EXERCISE PROMPT ->
Your answer should hold every line of the records below that contains the string "HdbVersion".

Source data
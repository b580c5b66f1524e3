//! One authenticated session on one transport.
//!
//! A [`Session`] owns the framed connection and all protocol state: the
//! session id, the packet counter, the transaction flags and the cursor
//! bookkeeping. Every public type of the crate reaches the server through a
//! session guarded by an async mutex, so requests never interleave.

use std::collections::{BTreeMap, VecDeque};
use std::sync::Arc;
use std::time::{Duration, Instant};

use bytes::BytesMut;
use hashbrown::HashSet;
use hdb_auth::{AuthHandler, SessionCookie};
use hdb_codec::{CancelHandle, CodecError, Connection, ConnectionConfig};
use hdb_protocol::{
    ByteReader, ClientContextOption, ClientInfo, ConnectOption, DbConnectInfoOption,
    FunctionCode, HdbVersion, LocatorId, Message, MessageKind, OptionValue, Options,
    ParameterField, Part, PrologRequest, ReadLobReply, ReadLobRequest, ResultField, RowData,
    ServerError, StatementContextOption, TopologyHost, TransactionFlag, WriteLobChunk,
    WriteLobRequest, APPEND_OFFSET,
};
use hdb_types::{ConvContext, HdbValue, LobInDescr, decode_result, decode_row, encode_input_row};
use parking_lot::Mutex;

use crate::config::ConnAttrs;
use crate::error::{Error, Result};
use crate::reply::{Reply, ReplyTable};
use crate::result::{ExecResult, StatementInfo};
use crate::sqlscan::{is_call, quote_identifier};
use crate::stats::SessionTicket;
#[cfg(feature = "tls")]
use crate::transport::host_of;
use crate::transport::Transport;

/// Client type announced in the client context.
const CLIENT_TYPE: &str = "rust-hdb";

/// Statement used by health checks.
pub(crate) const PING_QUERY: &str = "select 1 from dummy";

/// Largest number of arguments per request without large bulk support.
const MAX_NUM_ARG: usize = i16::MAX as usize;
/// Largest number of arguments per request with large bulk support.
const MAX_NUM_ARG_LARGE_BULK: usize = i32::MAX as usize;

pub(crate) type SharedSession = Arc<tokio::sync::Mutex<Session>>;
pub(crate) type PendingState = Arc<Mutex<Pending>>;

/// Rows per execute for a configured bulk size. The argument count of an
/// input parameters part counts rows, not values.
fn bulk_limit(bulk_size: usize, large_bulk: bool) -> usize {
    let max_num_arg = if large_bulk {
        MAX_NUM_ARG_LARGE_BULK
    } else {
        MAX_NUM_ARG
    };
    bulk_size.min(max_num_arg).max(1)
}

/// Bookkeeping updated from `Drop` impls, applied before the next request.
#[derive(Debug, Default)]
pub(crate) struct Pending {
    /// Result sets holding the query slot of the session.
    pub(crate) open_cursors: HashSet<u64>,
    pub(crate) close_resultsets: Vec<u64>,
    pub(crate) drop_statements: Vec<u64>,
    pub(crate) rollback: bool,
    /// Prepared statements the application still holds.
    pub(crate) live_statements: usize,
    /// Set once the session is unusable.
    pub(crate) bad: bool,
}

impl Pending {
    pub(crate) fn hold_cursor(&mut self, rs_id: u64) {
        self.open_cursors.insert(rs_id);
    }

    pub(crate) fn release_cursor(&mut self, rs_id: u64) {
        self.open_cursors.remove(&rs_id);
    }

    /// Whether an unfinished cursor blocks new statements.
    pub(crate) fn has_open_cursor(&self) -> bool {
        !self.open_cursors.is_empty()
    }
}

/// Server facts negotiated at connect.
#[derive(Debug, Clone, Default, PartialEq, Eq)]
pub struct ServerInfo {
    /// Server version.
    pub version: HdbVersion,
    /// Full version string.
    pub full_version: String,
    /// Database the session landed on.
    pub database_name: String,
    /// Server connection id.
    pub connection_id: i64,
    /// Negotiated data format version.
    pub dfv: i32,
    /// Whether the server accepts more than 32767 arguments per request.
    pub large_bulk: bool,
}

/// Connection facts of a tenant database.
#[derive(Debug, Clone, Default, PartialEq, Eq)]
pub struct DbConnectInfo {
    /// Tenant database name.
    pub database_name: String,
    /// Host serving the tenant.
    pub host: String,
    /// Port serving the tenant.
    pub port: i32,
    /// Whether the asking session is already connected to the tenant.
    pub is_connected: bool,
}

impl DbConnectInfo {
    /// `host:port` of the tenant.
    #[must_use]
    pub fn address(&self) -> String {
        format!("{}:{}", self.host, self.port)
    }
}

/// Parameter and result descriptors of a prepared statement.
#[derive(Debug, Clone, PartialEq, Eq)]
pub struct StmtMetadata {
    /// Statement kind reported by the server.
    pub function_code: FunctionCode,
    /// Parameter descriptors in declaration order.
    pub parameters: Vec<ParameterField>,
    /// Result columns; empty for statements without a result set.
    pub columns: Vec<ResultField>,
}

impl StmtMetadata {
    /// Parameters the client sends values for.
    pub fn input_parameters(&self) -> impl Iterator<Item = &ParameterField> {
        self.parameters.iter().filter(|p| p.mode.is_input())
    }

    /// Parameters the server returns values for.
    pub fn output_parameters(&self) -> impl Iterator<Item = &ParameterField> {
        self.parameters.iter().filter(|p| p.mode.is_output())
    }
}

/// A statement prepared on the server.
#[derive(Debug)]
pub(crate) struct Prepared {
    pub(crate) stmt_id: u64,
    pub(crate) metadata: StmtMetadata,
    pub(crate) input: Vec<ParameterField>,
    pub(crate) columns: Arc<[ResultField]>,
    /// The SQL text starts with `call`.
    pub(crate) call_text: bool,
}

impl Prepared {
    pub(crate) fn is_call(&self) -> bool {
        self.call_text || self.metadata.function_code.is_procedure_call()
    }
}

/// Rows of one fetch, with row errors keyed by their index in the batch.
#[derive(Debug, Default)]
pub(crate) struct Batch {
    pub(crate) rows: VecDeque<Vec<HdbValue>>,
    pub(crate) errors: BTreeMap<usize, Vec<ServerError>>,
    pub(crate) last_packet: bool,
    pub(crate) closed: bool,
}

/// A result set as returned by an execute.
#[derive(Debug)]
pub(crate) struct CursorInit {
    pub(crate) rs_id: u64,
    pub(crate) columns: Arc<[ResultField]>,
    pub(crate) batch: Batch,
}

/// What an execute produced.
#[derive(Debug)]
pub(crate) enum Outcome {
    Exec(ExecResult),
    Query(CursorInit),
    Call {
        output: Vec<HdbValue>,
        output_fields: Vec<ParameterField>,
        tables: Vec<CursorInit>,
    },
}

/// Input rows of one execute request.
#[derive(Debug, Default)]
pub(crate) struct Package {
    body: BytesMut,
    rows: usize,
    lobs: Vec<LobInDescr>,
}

ANSWER TO THIS PROBLEM ->
    FunctionCode, HdbVersion, LocatorId, Message, MessageKind, OptionValue, Options,
    pub version: HdbVersion,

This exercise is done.